[Dataset entries]
- - -
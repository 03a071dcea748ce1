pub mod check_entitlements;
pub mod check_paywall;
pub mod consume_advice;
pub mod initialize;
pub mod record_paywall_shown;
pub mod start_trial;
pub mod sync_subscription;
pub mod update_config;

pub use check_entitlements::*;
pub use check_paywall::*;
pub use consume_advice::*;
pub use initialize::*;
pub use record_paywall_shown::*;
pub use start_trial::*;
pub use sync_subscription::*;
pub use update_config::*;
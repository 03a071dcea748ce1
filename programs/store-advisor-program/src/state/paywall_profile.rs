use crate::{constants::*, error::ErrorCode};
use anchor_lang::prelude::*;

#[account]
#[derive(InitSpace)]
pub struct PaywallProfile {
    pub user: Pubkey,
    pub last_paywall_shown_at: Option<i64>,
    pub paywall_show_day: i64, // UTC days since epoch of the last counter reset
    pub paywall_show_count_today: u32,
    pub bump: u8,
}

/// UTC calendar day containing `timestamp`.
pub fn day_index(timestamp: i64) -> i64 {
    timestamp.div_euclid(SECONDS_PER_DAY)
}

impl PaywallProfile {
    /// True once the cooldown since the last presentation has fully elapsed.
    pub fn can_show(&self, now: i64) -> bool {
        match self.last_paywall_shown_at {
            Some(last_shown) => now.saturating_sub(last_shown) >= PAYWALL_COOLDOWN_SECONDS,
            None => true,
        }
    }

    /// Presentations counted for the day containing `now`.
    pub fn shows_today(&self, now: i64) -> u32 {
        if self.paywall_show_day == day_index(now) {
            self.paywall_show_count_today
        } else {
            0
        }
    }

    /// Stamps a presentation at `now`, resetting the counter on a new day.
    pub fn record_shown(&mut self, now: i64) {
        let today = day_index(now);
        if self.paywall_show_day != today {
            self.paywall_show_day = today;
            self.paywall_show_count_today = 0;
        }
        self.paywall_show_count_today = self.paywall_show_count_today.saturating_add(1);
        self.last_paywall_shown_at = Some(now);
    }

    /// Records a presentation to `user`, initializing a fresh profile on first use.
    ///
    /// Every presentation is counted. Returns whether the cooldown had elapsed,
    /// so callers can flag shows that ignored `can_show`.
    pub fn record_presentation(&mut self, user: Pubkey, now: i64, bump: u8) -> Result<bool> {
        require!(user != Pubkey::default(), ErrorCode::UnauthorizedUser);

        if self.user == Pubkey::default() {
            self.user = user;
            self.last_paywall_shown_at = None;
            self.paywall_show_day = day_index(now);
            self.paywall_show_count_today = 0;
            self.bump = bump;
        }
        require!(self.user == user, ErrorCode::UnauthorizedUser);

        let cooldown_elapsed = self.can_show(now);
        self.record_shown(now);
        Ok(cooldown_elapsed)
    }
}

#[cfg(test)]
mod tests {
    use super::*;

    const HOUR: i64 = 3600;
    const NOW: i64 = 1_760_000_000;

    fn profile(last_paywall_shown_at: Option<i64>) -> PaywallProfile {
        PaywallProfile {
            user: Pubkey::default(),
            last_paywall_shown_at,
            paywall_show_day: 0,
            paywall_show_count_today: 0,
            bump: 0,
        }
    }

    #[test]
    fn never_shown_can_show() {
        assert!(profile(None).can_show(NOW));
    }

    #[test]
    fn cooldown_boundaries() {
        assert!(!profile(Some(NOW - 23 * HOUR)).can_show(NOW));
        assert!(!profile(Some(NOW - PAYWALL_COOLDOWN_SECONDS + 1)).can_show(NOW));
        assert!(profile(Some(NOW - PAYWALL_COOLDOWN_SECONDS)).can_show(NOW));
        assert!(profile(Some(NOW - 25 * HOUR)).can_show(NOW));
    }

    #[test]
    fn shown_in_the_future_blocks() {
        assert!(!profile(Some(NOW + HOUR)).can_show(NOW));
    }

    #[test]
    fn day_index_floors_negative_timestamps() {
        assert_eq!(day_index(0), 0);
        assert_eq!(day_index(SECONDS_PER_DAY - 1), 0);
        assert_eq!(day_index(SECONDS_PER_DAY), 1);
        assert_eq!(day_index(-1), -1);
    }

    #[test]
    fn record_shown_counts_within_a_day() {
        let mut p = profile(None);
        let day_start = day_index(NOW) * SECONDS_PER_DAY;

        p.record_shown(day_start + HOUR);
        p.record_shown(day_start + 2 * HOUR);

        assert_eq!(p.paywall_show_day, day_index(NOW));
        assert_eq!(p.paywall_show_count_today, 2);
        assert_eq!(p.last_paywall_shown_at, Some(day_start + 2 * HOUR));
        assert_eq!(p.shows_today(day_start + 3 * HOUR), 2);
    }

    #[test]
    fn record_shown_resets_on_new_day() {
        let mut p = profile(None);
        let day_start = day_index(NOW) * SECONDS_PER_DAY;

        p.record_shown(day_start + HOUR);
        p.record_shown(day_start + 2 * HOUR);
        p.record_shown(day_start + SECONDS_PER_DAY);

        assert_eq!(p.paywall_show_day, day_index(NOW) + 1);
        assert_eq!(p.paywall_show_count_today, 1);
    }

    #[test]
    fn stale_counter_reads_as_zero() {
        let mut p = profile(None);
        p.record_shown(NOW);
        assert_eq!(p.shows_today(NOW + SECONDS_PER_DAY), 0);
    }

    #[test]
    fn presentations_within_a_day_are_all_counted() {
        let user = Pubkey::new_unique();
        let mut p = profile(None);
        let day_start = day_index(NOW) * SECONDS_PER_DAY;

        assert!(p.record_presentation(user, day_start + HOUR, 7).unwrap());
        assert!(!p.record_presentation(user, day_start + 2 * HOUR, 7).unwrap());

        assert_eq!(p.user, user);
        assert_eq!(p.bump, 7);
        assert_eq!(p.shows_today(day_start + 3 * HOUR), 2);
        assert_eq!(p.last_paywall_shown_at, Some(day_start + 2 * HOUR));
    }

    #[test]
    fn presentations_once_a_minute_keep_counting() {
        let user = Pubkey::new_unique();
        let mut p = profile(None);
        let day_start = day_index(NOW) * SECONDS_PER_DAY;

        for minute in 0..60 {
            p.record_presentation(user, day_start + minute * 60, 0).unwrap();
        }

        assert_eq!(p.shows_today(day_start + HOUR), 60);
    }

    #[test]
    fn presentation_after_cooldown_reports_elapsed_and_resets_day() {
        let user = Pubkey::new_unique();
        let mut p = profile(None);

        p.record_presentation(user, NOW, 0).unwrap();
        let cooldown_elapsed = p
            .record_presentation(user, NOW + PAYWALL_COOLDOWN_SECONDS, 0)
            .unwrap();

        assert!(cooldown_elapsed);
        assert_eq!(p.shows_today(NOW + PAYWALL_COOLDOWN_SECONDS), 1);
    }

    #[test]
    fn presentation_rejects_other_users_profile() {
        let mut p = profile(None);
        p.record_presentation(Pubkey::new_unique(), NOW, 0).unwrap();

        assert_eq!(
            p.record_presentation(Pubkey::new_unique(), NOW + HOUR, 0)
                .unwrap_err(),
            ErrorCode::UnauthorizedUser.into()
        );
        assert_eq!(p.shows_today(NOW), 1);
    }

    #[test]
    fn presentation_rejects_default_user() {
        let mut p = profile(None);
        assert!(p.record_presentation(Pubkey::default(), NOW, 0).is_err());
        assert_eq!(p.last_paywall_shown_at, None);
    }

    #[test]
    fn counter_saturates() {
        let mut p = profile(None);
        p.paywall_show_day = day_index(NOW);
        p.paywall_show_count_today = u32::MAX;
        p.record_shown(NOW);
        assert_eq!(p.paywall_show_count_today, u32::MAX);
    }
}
- - -
- WHAT THE TASK ASKS
Copy out each line of the data where the string "ErrorCode" appears.

- ANSWER SPACE
use crate::{constants::*, error::ErrorCode};
        require!(user != Pubkey::default(), ErrorCode::UnauthorizedUser);
        require!(self.user == user, ErrorCode::UnauthorizedUser);
            ErrorCode::UnauthorizedUser.into()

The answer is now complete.